Chronic pain can be tricky to diagnose, and determining chronic pain treatment can be difficult, but these patients have more options now than ever to manage their long-term pain. Ketamine for pain can be a viable option for those who have had little success with other medical treatments.

Acute vs Chronic Pain

You may have been suffering from a condition that has caused intense, acute pain for the past month — does this mean you have chronic pain? If you have broken your arm, the pain has an acute cause and can be treated and resolved successfully. 

On the other hand, if you have pain that lingers in your joints with no obvious cause, fevers with no signs of infection, and extreme fatigue, your doctor may investigate the cause with bloodwork and X-rays for signs of autoimmune inflammation. Determining the difference between short-term and long-term pain often depends on the reason for the pain.

Types of Acute Pain

Acute pain is typically the result of an injury, infection, or illness. It means that there is an immediate problem in your body, and the pain is your body’s way of signaling to your brain and nervous system that the issue needs to be fixed immediately. Types of acute pain can include the following:

  • Broken bones
  • Sprain or torn tendons and ligaments
  • Wounds
  • Infections 
  • Migraines

Though acute pain can be annoying — and at times, it can even signal a life-threatening cause — if the cause can be treated, the pain will stop, and it may never return. Chronic pain, on the other hand, sometimes has no obvious cause and can last for a patient’s lifetime.

Types of Chronic Pain

Chronic pain, as the name implies, lasts for a long time. Often, doctors rely on diagnostic criteria to determine when a patient’s short-term pain has crossed the line into long-term pain. Several medical conditions can cause chronic pain, including the following:

  • Autoimmune conditions such as rheumatoid arthritis and lupus
  • Neurological conditions such as multiple sclerosis
  • Injuries that have healed improperly
  • Back pain
  • Cancer
  • Chronic migraines
  • Fibromyalgia

You may notice on this list that the types of chronic pain can vary widely, and doctors may not consider a diagnosis of chronic pain unless the patient has had the complaint for three to six months. Doctors often have to do investigative work and “play detective” to find the cause of a patient’s illness if it is not obvious — and the pain is sometimes not the result of an illness at all. Herniated discs in the patient’s back, compressed nerves, and even old sports injuries during the patient’s youth that were not treated correctly during their acute phase can cause lasting, chronic pain well into the patient’s middle age.

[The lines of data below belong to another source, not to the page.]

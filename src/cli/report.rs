//! Summary and settlement view commands

use crate::display::{format_expense_table, format_settlement_table, format_verdicts};
use crate::error::SplitpoolResult;
use crate::reports::SummaryReport;
use crate::services::SettlementReport;
use crate::storage::Storage;

/// Render the monthly summary view
pub fn handle_summary(storage: &Storage) -> SplitpoolResult<()> {
    let expenses = storage.expenses.get_all()?;
    if expenses.is_empty() {
        println!("No expenses added yet.");
        return Ok(());
    }

    print!("{}", format_expense_table(&expenses));
    println!();

    let report = SummaryReport::generate(storage)?;
    println!("Total Expenses: {}", report.total_expenses);
    println!("Total Contributions: {}", report.total_contributions);
    println!("Available Balance: {}", report.available_balance);

    Ok(())
}

/// Render the settlements view
pub fn handle_settle(storage: &Storage) -> SplitpoolResult<()> {
    let expenses = storage.expenses.get_all()?;
    if expenses.is_empty() {
        println!("No expenses to settle.");
        return Ok(());
    }

    let contributions = storage.contributions.get_all()?;
    let report = SettlementReport::compute(&expenses, &contributions);

    println!("Total Shared Expenses: {}", report.total_expenses);
    println!("Equal Share: {}", report.equal_share);
    println!();
    print!("{}", format_settlement_table(&report));

    if !report.is_empty() {
        println!();
        println!("Who Owes Whom");
        print!("{}", format_verdicts(&report));
    }

    Ok(())
}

Chronic pain can take a toll on the patient’s life financially, emotionally, and socially. It’s often difficult to explain the role of an “invisible illness” to friends and family as even loved ones, and romantic partners often do not understand how much chronic pain patients suffer on a daily basis. Learning about the type of pain you have and understanding both conventional and unconventional treatments can be the key to managing it.

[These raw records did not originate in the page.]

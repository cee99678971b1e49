//! Expense CLI commands

use clap::Subcommand;

use crate::display::format_expense_table;
use crate::error::{SplitpoolError, SplitpoolResult};
use crate::models::{Category, Expense};
use crate::storage::Storage;

use super::{parse_date_or_today, parse_non_negative_amount};

/// Expense subcommands
#[derive(Subcommand)]
pub enum ExpenseCommands {
    /// Record a shared expense
    Add {
        /// Amount spent (e.g., "45.50")
        amount: String,
        /// Category (market, utilities, rent, other, worker-payment)
        #[arg(short, long, default_value = "other")]
        category: String,
        /// Free-text description
        #[arg(short, long, default_value = "")]
        description: String,
        /// Expense date (YYYY-MM-DD, defaults to today)
        #[arg(long)]
        date: Option<String>,
    },
    /// List all recorded expenses
    List,
}

/// Handle an expense command
pub fn handle_expense_command(storage: &Storage, cmd: ExpenseCommands) -> SplitpoolResult<()> {
    match cmd {
        ExpenseCommands::Add {
            amount,
            category,
            description,
            date,
        } => {
            let category = Category::parse(&category).ok_or_else(|| {
                SplitpoolError::Validation(format!(
                    "Invalid category: '{}'. Valid categories: market, utilities, rent, other, worker-payment",
                    category
                ))
            })?;
            let amount = parse_non_negative_amount(&amount)?;
            let date = parse_date_or_today(date.as_deref())?;

            let expense = Expense::new(date, category, description, amount);
            expense
                .validate()
                .map_err(|e| SplitpoolError::Validation(e.to_string()))?;

            storage.expenses.append(expense)?;
            storage.expenses.save()?;

            println!("Expense added successfully.");
        }

        ExpenseCommands::List => {
            let expenses = storage.expenses.get_all()?;
            print!("{}", format_expense_table(&expenses));
        }
    }

    Ok(())
}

Should Patients Try Ketamine to Manage Their Chronic Pain?

Chronic pain ketamine therapy is not a first-line treatment for pain, and many patients may have never heard of the medication. Read on to discover what ketamine is, what conditions it is used to treat, and whether it may be an option to discuss with your medical team about your chronic pain.

What is Ketamine?

Ketamine has a reputation as a street drug, but most people are unaware that it has been used as an anesthetic and sedative since the Vietnam War. At high doses, it can cause sedation, but at a low dose, it can be used as part of a management plan for mental health disorders, PTSD, and chronic pain that originates from a variety of causes. Taking ketamine can also help other painkillers work more efficiently.

Ketamine has been studied as a treatment for depression in the form of an infusion or nasal spray. When patients use ketamine, they may respond even within a few hours, whereas typical antidepressants can take weeks to work efficiently. It has been most effectively used both for severe depression and for long-term pain that has not responded well to conventional treatments.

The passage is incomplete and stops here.